# Assignment:
Lines containing the word "open" are the ones to copy from the records below.

# Source material:
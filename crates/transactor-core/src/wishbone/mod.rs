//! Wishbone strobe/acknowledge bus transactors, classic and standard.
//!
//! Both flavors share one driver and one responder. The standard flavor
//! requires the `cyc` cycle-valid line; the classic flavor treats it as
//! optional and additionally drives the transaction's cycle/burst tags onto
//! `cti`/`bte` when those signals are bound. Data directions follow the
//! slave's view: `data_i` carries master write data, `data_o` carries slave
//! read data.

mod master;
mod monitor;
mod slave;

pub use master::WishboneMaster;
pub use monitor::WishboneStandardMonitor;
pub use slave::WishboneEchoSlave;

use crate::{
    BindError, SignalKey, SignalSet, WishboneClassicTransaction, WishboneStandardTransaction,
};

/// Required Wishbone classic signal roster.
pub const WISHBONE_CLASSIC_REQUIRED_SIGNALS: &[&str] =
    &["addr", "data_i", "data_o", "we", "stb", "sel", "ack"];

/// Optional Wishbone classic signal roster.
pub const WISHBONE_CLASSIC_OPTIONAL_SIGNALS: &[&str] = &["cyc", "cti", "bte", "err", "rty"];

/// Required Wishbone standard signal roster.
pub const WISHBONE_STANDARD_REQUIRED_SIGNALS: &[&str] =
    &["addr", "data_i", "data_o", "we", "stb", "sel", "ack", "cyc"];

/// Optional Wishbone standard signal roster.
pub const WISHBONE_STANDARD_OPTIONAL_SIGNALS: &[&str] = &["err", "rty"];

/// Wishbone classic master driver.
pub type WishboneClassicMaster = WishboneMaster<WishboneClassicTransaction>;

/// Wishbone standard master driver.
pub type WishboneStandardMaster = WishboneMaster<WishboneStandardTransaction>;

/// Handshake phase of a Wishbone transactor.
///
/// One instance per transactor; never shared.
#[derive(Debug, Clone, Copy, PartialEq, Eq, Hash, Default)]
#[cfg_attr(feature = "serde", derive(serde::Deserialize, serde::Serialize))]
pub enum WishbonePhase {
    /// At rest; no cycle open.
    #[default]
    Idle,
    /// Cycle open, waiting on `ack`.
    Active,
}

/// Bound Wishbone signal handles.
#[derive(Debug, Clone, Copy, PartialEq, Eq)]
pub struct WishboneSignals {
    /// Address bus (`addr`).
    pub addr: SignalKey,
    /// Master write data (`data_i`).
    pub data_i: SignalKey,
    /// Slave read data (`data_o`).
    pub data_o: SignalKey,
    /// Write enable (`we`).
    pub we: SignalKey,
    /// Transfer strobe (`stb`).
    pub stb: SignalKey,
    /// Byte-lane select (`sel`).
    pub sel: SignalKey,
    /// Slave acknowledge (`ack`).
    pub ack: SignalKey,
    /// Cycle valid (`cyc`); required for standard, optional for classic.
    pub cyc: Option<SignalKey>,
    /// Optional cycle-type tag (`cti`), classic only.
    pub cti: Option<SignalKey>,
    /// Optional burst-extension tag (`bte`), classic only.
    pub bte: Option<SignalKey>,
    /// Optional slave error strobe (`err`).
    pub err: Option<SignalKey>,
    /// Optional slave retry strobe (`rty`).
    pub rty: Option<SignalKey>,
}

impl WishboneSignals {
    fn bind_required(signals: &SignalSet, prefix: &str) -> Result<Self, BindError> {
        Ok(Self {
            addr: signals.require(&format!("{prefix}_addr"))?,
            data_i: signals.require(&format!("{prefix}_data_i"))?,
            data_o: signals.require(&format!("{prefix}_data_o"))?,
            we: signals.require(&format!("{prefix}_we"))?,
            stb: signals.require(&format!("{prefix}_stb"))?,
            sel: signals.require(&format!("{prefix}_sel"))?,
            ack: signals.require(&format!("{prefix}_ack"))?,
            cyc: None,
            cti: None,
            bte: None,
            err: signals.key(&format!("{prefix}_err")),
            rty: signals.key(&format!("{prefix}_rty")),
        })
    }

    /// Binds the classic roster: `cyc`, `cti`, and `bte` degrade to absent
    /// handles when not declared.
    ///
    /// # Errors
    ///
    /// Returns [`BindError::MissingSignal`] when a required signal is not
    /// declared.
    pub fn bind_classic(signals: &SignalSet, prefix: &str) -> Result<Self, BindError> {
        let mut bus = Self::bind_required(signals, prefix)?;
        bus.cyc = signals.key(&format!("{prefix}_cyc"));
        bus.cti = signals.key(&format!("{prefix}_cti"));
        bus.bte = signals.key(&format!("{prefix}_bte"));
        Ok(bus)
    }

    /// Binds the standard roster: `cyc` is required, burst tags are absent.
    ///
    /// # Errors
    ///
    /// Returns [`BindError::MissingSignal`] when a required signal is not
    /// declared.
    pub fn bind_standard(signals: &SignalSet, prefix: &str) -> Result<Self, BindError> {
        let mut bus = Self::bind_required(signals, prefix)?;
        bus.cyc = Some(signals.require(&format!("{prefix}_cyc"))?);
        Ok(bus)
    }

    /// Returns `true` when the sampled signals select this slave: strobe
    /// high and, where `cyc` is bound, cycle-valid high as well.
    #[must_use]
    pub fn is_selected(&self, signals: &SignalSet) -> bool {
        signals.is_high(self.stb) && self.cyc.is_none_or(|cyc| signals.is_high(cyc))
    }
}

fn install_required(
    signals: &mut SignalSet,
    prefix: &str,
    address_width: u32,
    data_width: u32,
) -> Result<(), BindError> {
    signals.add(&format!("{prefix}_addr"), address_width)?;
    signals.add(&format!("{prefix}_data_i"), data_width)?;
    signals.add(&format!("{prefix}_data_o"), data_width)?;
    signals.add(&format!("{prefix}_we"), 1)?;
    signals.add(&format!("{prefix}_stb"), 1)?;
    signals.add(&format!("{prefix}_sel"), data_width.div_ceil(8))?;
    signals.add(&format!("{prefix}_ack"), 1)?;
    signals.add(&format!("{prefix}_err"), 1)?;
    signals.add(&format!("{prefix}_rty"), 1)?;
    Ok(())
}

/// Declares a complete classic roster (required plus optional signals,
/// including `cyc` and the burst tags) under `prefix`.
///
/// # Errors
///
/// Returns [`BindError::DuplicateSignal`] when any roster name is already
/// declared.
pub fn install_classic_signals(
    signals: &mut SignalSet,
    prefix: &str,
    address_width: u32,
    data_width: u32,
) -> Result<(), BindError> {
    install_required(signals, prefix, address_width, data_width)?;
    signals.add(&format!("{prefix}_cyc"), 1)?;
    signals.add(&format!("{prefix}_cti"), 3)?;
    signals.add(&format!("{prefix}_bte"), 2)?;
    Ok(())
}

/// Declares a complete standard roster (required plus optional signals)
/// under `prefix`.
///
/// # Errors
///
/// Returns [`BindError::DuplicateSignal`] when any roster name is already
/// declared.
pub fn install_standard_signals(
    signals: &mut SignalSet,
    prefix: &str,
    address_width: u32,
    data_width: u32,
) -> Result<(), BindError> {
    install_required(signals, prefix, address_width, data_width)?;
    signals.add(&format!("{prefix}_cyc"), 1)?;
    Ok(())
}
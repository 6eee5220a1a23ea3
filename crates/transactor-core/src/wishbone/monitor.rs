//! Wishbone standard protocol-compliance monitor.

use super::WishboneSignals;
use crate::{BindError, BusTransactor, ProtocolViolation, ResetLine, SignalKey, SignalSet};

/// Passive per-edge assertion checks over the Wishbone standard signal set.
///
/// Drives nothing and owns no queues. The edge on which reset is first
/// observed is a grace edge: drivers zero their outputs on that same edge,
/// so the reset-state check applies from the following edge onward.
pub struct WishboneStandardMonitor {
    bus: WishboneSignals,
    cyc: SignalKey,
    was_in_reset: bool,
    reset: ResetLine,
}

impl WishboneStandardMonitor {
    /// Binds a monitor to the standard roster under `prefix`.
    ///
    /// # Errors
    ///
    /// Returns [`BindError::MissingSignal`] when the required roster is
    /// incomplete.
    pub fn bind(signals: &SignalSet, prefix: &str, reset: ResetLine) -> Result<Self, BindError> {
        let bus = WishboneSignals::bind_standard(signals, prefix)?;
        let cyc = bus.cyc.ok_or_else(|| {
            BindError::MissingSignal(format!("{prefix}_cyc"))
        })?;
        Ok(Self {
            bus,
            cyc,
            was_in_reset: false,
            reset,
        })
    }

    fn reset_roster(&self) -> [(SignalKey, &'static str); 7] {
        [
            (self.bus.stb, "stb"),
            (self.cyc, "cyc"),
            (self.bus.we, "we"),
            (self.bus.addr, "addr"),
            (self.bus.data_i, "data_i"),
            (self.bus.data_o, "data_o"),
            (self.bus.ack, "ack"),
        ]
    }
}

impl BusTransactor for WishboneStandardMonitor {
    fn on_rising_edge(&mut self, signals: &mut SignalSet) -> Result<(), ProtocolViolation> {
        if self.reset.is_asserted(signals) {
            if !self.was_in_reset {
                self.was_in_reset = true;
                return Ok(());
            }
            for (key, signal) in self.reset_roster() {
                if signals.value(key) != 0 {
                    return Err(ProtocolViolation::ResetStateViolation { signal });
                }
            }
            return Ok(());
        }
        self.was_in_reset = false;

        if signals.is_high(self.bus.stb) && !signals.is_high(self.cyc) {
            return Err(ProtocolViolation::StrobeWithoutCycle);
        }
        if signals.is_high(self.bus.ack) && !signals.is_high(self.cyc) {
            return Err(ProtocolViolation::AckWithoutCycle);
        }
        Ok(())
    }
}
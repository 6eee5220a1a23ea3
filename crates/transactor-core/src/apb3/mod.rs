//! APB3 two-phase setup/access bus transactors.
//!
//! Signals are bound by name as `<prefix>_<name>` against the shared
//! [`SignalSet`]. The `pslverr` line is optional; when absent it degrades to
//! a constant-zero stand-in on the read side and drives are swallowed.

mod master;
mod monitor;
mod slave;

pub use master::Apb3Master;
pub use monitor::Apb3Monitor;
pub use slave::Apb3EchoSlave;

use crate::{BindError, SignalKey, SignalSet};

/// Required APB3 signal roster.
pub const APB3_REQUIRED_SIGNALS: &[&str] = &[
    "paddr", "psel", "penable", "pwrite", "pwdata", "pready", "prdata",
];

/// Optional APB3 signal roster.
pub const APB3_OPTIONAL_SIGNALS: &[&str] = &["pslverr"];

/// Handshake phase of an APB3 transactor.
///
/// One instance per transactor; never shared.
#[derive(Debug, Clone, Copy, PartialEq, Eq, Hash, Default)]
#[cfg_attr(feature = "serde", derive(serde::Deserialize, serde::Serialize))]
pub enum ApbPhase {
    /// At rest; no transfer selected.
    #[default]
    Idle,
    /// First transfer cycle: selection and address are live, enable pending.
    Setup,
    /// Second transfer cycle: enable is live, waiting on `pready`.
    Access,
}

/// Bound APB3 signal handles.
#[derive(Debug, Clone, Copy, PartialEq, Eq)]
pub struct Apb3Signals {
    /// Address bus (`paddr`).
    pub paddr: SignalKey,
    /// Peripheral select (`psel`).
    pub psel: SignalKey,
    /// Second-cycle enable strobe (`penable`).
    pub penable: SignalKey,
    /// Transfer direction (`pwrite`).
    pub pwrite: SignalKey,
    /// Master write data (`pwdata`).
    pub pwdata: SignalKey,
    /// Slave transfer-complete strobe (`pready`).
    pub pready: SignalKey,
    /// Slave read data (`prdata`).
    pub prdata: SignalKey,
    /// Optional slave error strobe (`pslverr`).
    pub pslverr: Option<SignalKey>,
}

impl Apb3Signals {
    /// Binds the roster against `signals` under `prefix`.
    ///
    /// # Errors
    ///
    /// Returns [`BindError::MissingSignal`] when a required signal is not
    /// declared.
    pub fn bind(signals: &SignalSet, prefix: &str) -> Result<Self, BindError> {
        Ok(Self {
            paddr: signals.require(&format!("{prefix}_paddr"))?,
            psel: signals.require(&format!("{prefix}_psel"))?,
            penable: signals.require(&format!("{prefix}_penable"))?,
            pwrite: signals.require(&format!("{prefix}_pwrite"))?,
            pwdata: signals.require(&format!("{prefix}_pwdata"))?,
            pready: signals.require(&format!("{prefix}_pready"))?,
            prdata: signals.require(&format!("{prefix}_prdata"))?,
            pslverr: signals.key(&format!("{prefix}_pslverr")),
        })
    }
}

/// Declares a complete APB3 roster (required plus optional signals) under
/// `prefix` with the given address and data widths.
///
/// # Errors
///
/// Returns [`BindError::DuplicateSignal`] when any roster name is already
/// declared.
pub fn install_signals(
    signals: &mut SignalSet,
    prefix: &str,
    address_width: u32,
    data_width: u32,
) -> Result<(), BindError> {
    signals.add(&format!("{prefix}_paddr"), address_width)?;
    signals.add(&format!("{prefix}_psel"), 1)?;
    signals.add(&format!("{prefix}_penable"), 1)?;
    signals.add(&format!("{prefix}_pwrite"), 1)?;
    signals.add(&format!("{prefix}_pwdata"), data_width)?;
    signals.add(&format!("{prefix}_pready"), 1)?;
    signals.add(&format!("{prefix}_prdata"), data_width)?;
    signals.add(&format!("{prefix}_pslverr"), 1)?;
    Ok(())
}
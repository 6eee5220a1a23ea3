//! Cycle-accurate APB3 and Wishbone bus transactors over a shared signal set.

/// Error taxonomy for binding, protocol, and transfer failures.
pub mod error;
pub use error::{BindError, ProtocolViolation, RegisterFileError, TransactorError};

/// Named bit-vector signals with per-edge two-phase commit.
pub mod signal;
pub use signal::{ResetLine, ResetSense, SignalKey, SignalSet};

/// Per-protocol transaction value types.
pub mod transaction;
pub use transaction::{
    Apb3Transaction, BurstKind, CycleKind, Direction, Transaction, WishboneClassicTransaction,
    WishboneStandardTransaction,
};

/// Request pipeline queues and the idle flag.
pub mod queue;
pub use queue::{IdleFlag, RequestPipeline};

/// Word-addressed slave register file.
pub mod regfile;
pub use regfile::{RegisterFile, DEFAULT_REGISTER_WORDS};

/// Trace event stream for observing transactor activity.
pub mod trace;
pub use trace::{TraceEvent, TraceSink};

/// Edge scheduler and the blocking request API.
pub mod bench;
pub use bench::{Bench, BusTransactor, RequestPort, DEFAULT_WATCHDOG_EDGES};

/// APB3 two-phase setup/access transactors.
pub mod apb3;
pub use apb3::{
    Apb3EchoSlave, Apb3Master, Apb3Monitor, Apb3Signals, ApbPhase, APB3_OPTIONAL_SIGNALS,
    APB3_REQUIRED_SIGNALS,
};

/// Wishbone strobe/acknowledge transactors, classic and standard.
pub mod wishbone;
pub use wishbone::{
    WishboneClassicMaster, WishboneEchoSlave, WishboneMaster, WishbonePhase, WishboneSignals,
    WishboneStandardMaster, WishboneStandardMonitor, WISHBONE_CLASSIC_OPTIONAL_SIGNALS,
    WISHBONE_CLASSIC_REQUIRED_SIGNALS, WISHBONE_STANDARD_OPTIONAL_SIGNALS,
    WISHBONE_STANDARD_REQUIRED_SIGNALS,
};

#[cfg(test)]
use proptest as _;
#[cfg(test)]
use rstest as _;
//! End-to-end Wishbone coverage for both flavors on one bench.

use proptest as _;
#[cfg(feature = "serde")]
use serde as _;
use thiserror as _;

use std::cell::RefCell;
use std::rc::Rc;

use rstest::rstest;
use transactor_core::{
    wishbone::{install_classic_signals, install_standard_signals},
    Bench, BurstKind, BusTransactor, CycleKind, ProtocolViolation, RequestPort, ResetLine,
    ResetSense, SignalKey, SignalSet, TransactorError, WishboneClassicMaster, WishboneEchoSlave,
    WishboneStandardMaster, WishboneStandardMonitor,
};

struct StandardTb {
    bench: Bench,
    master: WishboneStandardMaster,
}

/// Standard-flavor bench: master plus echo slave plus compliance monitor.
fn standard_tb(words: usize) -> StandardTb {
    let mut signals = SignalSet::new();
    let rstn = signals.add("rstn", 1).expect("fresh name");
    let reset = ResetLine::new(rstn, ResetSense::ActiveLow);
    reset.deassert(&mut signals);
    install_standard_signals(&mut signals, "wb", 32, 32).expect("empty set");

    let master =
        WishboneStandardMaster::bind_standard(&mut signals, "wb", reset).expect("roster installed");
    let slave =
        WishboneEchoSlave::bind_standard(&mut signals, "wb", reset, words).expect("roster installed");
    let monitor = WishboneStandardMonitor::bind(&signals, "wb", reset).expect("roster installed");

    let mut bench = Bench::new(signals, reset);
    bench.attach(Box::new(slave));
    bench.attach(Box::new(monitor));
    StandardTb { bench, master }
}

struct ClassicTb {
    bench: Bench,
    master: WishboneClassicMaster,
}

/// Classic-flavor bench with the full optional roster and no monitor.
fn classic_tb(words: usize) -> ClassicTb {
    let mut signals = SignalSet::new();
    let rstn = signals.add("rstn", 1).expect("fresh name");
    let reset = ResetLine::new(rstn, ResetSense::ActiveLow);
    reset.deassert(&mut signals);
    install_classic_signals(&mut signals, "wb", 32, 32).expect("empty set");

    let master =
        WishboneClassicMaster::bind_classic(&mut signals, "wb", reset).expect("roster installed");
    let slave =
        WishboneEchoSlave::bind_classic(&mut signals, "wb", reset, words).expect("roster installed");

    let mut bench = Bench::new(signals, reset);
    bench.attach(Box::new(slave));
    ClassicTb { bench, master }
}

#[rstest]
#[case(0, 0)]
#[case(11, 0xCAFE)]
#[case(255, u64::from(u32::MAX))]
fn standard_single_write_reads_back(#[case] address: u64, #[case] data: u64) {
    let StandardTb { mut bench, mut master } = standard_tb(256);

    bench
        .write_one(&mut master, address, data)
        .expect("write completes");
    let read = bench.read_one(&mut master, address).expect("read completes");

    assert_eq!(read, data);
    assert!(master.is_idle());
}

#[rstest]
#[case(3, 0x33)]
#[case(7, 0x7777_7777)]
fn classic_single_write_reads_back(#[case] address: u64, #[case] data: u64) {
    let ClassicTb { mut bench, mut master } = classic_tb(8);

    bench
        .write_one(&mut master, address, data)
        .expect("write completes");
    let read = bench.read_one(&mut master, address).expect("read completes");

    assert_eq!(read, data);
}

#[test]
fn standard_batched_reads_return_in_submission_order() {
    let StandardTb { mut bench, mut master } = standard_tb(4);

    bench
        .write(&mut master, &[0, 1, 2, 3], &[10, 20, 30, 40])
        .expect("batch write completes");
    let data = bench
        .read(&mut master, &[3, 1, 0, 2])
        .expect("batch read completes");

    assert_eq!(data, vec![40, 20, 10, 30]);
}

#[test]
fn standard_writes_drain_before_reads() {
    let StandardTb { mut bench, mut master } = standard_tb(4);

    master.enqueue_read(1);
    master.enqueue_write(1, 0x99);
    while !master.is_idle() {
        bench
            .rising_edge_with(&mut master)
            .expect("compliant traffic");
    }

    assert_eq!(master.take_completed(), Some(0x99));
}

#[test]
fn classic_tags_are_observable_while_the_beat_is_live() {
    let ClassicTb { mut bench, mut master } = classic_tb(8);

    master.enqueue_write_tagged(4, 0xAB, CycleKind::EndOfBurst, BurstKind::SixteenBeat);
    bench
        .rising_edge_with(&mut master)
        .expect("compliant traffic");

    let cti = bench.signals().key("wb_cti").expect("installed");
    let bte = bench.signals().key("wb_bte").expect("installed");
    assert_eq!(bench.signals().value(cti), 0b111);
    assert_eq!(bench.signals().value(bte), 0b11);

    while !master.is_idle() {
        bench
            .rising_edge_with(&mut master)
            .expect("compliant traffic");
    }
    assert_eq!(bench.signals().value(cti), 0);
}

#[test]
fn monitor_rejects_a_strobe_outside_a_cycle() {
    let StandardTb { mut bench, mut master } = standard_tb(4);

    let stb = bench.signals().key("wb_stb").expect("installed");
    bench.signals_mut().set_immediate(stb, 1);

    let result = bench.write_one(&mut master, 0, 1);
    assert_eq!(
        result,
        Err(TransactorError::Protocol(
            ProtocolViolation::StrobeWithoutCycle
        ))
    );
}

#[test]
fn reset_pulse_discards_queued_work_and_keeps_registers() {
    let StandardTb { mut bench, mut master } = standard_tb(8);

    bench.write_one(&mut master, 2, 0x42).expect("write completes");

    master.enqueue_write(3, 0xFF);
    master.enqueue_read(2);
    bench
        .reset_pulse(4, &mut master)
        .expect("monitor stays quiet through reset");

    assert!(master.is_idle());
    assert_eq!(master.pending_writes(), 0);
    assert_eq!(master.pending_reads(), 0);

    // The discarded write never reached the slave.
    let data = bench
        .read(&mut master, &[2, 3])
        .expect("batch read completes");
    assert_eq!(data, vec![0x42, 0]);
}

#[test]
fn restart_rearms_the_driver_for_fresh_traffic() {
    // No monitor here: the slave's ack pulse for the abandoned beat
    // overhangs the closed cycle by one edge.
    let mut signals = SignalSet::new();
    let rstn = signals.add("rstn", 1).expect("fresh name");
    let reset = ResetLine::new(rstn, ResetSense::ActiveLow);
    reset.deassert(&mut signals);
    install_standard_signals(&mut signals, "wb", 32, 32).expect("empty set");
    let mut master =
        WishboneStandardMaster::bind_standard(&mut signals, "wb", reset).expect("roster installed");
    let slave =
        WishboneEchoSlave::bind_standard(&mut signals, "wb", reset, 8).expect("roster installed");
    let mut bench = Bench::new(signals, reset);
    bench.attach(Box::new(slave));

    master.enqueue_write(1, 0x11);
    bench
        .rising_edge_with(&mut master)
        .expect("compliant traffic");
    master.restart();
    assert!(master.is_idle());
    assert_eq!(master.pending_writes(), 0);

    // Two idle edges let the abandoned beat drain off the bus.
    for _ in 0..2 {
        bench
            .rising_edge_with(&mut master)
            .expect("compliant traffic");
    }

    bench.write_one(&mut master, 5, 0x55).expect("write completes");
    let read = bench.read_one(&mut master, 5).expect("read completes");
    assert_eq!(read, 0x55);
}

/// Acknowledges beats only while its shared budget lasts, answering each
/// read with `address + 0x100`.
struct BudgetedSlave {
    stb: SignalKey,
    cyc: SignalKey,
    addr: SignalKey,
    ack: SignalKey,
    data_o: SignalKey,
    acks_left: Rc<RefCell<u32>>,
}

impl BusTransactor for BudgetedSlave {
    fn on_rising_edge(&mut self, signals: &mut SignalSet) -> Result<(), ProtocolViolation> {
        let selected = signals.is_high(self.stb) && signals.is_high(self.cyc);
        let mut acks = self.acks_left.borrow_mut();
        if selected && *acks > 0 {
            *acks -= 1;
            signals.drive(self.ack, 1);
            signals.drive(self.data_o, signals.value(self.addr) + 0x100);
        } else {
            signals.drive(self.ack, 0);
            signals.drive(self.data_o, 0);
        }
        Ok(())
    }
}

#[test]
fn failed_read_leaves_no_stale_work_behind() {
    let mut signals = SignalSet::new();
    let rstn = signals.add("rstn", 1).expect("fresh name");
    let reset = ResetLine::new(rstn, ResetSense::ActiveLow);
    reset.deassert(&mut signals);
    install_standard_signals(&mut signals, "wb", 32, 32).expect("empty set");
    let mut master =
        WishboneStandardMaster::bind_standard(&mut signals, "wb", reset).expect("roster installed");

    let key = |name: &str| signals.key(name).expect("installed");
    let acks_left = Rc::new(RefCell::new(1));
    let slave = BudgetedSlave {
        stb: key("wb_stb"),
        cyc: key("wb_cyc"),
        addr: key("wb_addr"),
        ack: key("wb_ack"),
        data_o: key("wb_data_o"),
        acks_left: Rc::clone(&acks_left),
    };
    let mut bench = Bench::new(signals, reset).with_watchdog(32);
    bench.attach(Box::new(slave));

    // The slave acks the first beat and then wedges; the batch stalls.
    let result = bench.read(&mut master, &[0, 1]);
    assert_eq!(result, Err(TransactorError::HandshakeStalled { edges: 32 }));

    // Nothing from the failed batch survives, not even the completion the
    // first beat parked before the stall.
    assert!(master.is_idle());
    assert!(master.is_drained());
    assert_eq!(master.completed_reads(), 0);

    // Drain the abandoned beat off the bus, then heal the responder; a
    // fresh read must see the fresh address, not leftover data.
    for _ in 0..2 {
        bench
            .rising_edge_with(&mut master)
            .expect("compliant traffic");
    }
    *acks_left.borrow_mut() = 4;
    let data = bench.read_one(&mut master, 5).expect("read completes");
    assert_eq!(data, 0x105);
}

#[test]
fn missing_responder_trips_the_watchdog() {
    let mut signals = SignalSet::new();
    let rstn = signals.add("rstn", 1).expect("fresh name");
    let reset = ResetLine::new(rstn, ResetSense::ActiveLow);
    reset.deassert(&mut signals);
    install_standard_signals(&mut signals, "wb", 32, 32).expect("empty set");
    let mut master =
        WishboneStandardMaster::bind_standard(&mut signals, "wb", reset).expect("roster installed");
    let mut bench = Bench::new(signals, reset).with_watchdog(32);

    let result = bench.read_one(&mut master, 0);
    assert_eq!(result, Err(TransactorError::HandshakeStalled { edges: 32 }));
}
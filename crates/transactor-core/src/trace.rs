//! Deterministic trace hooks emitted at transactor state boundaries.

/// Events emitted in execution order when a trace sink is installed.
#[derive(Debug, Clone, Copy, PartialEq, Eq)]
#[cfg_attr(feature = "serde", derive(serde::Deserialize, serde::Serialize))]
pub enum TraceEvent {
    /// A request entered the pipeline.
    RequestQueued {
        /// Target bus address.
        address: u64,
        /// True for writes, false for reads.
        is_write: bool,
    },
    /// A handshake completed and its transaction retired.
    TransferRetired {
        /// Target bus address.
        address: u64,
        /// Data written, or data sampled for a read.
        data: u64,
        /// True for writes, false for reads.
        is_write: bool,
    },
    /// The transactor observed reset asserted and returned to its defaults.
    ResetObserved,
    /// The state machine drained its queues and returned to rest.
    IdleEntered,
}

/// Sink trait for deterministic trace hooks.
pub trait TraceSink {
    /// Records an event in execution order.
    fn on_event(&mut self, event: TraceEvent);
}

# Solved problem:
    /// At rest; no cycle open.
    /// Cycle open, waiting on `ack`.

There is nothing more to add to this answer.